Speaking to reporters, Obama tried to remain optimistic about the prospect of a Trump presidency, despite having sharply criticized him as temperamentally unfit for office during the long, bitter campaign. The president had mocked Trump as unworthy of being trusted with the nuclear codes, as he was someone who could be “baited with a tweet.”

Obama, without directly naming Trump, appeared critical of the political discourse in the United States, saying social media has made it easier “to make negative attacks and simplistic slogans than it is to communicate complex policies.”

“If we are not serious about the facts and what’s true and what’s not, particularly in the social media era when so many get information from sound bites and snippets off their phone, if we can’t discriminate between serious arguments and propaganda, then we have problems,” Obama said. He warned that if the two U.S. political parties remain wedded to “absolutist views” and refuse to compromise “then democracy will break down.”

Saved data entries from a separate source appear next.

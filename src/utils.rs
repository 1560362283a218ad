use std::{io, os::unix::fs::PermissionsExt, path::Path};

use base64::{engine::general_purpose::STANDARD, Engine};

use crate::state::PeerConfig;

pub const SERVER_ADDRESS: &str = "10.0.0.1/24";

/// Tunnel address handed to a client: `10.0.0.<id>/24`.
pub fn client_address(id: u32) -> String {
    format!("10.0.0.{id}/24")
}

/// Route the server keeps for a single client.
pub fn peer_allowed_ips(id: u32) -> String {
    format!("10.0.0.{id}/32")
}

/// WireGuard keys are 32 bytes, base64 encoded.
pub fn valid_key(key: &str) -> bool {
    matches!(STANDARD.decode(key), Ok(bytes) if bytes.len() == 32)
}

pub fn format_client_config(
    address: &str,
    private_key: &str,
    dns: &str,
    peer: &PeerConfig,
) -> String {
    format!(
        "[Interface]
Address = {address}
PrivateKey = {private_key}
DNS = {dns}

[Peer]
Endpoint = {endpoint}
PublicKey = {pub_key}
AllowedIPs = {allowed_ips}
",
        endpoint = peer.endpoint,
        pub_key = peer.public_key,
        allowed_ips = peer.allowed_ips,
    )
}

/// Replaces `path` by writing a sibling temp file and renaming it over.
pub async fn write_atomic(path: &Path, contents: &[u8], mode: u32) -> io::Result<()> {
    let parent = path.parent().filter(|p| !p.as_os_str().is_empty());
    if let Some(parent) = parent {
        tokio::fs::create_dir_all(parent).await?;
    }
    let name = path
        .file_name()
        .ok_or_else(|| io::Error::new(io::ErrorKind::InvalidInput, "path has no file name"))?;
    let tmp = path.with_file_name(format!(".{}.tmp", name.to_string_lossy()));

    tokio::fs::write(&tmp, contents).await?;
    tokio::fs::set_permissions(&tmp, std::fs::Permissions::from_mode(mode)).await?;
    if let Err(e) = tokio::fs::rename(&tmp, path).await {
        let _ = tokio::fs::remove_file(&tmp).await;
        return Err(e);
    }
    Ok(())
}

On his last overseas trip as president, Obama met with Merkel, a centrist leader whom observers see as the heir apparent to his legacy as the leading global advocate of liberal democracy.

Ahead of a joint appearance later Thursday, the two penned an op-ed piece recognizing the painful side of freer trade along with a sober reality check.

“The future is upon us, and we will never return to a pre-globalization economy,” they wrote.

The two leaders never mentioned Trump by name. But their statements appeared to serve as a point-by-point rejection of some of the president-elect’s most contentious foreign policy pledges.

They defended aid for refugees “because we know it is our treatment of those most vulnerable that determines the true strength of our values.” They hailed the North Atlantic Treaty Organization — from which Trump has threatened to pull back — as a cornerstone of peace. They presented the German-U.S. relationship as a symbol of shared progressive Western values.

“Our countries share a joint responsibility to protect and preserve our way of life,” the two leaders wrote in the German weekly Wirtschaftwoche. “It is in this spirit that we are working hard to ensure that international law and norms are respected around the globe — which remains a prerequisite for stability and prosperity.”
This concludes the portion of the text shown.